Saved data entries
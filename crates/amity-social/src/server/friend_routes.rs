//! `/user/friend/*` handlers.
//!
//! Every route takes the caller from the bearer token; mutations name the
//! other party by username.

use amity_core::http::{JsonBody, message};
use amity_core::{Error, Principal};
use axum::Json;
use axum::extract::State;
use serde::Deserialize;
use serde_json::Value;
use tracing::instrument;

use super::SocialState;
use crate::storage::Friendship;

#[derive(Deserialize)]
pub struct TargetRequest {
    pub username: String,
}

/// `POST /user/friend/send`
#[instrument(skip_all, fields(op = "send_request", user_id = principal.user_id))]
pub async fn send_request(
    State(state): State<SocialState>,
    principal: Principal,
    JsonBody(req): JsonBody<TargetRequest>,
) -> Result<Json<Value>, Error> {
    state
        .friendships
        .send_request(principal.user_id, &req.username)
        .await?;
    Ok(message("Friend request sent"))
}

/// `GET /user/friend/requests`
#[instrument(skip_all, fields(op = "view_requests", user_id = principal.user_id))]
pub async fn view_requests(
    State(state): State<SocialState>,
    principal: Principal,
) -> Result<Json<Vec<Friendship>>, Error> {
    Ok(Json(state.friendships.view_requests(principal.user_id).await?))
}

/// `POST /user/friend/accept`
#[instrument(skip_all, fields(op = "accept_request", user_id = principal.user_id))]
pub async fn accept_request(
    State(state): State<SocialState>,
    principal: Principal,
    JsonBody(req): JsonBody<TargetRequest>,
) -> Result<Json<Value>, Error> {
    state
        .friendships
        .accept_request(principal.user_id, &req.username)
        .await?;
    Ok(message("Friend request accepted"))
}

/// `GET /user/friend/list`
#[instrument(skip_all, fields(op = "view_friends", user_id = principal.user_id))]
pub async fn view_friends(
    State(state): State<SocialState>,
    principal: Principal,
) -> Result<Json<Vec<Friendship>>, Error> {
    Ok(Json(state.friendships.view_friends(principal.user_id).await?))
}

/// `POST /user/friend/unfriend`
#[instrument(skip_all, fields(op = "unfriend", user_id = principal.user_id))]
pub async fn unfriend(
    State(state): State<SocialState>,
    principal: Principal,
    JsonBody(req): JsonBody<TargetRequest>,
) -> Result<Json<Value>, Error> {
    state
        .friendships
        .unfriend(principal.user_id, &req.username)
        .await?;
    Ok(message("User unfriended"))
}

/// `POST /user/friend/unfollow`
#[instrument(skip_all, fields(op = "unfollow", user_id = principal.user_id))]
pub async fn unfollow(
    State(state): State<SocialState>,
    principal: Principal,
    JsonBody(req): JsonBody<TargetRequest>,
) -> Result<Json<Value>, Error> {
    state
        .friendships
        .unfollow(principal.user_id, &req.username)
        .await?;
    Ok(message("User unfollowed"))
}

/// `POST /user/friend/follow-again`
#[instrument(skip_all, fields(op = "follow_again", user_id = principal.user_id))]
pub async fn follow_again(
    State(state): State<SocialState>,
    principal: Principal,
    JsonBody(req): JsonBody<TargetRequest>,
) -> Result<Json<Value>, Error> {
    state
        .friendships
        .follow_again(principal.user_id, &req.username)
        .await?;
    Ok(message("User followed again"))
}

■ **WHAT THE TASK REQUIRES**
Would you transcribe every entry exactly, leaving nothing out?

■ **TASK SOLUTION**
filename crates/amity-social/src/server/friend_routes.rs
//! `/user/friend/*` handlers.
//!
//! Every route takes the caller from the bearer token; mutations name the
//! other party by username.

use amity_core::http::{JsonBody, message};
use amity_core::{Error, Principal};
use axum::Json;
use axum::extract::State;
use serde::Deserialize;
use serde_json::Value;
use tracing::instrument;

use super::SocialState;
use crate::storage::Friendship;

#[derive(Deserialize)]
pub struct TargetRequest {
    pub username: String,
}

/// `POST /user/friend/send`
#[instrument(skip_all, fields(op = "send_request", user_id = principal.user_id))]
pub async fn send_request(
    State(state): State<SocialState>,
    principal: Principal,
    JsonBody(req): JsonBody<TargetRequest>,
) -> Result<Json<Value>, Error> {
    state
        .friendships
        .send_request(principal.user_id, &req.username)
        .await?;
    Ok(message("Friend request sent"))
}

/// `GET /user/friend/requests`
#[instrument(skip_all, fields(op = "view_requests", user_id = principal.user_id))]
pub async fn view_requests(
    State(state): State<SocialState>,
    principal: Principal,
) -> Result<Json<Vec<Friendship>>, Error> {
    Ok(Json(state.friendships.view_requests(principal.user_id).await?))
}

/// `POST /user/friend/accept`
#[instrument(skip_all, fields(op = "accept_request", user_id = principal.user_id))]
pub async fn accept_request(
    State(state): State<SocialState>,
    principal: Principal,
    JsonBody(req): JsonBody<TargetRequest>,
) -> Result<Json<Value>, Error> {
    state
        .friendships
        .accept_request(principal.user_id, &req.username)
        .await?;
    Ok(message("Friend request accepted"))
}

/// `GET /user/friend/list`
#[instrument(skip_all, fields(op = "view_friends", user_id = principal.user_id))]
pub async fn view_friends(
    State(state): State<SocialState>,
    principal: Principal,
) -> Result<Json<Vec<Friendship>>, Error> {
    Ok(Json(state.friendships.view_friends(principal.user_id).await?))
}

/// `POST /user/friend/unfriend`
#[instrument(skip_all, fields(op = "unfriend", user_id = principal.user_id))]
pub async fn unfriend(
    State(state): State<SocialState>,
    principal: Principal,
    JsonBody(req): JsonBody<TargetRequest>,
) -> Result<Json<Value>, Error> {
    state
        .friendships
        .unfriend(principal.user_id, &req.username)
        .await?;
    Ok(message("User unfriended"))
}

/// `POST /user/friend/unfollow`
#[instrument(skip_all, fields(op = "unfollow", user_id = principal.user_id))]
pub async fn unfollow(
    State(state): State<SocialState>,
    principal: Principal,
    JsonBody(req): JsonBody<TargetRequest>,
) -> Result<Json<Value>, Error> {
    state
        .friendships
        .unfollow(principal.user_id, &req.username)
        .await?;
    Ok(message("User unfollowed"))
}

/// `POST /user/friend/follow-again`
#[instrument(skip_all, fields(op = "follow_again", user_id = principal.user_id))]
pub async fn follow_again(
    State(state): State<SocialState>,
    principal: Principal,
    JsonBody(req): JsonBody<TargetRequest>,
) -> Result<Json<Value>, Error> {
    state
        .friendships
        .follow_again(principal.user_id, &req.username)
        .await?;
    Ok(message("User followed again"))
}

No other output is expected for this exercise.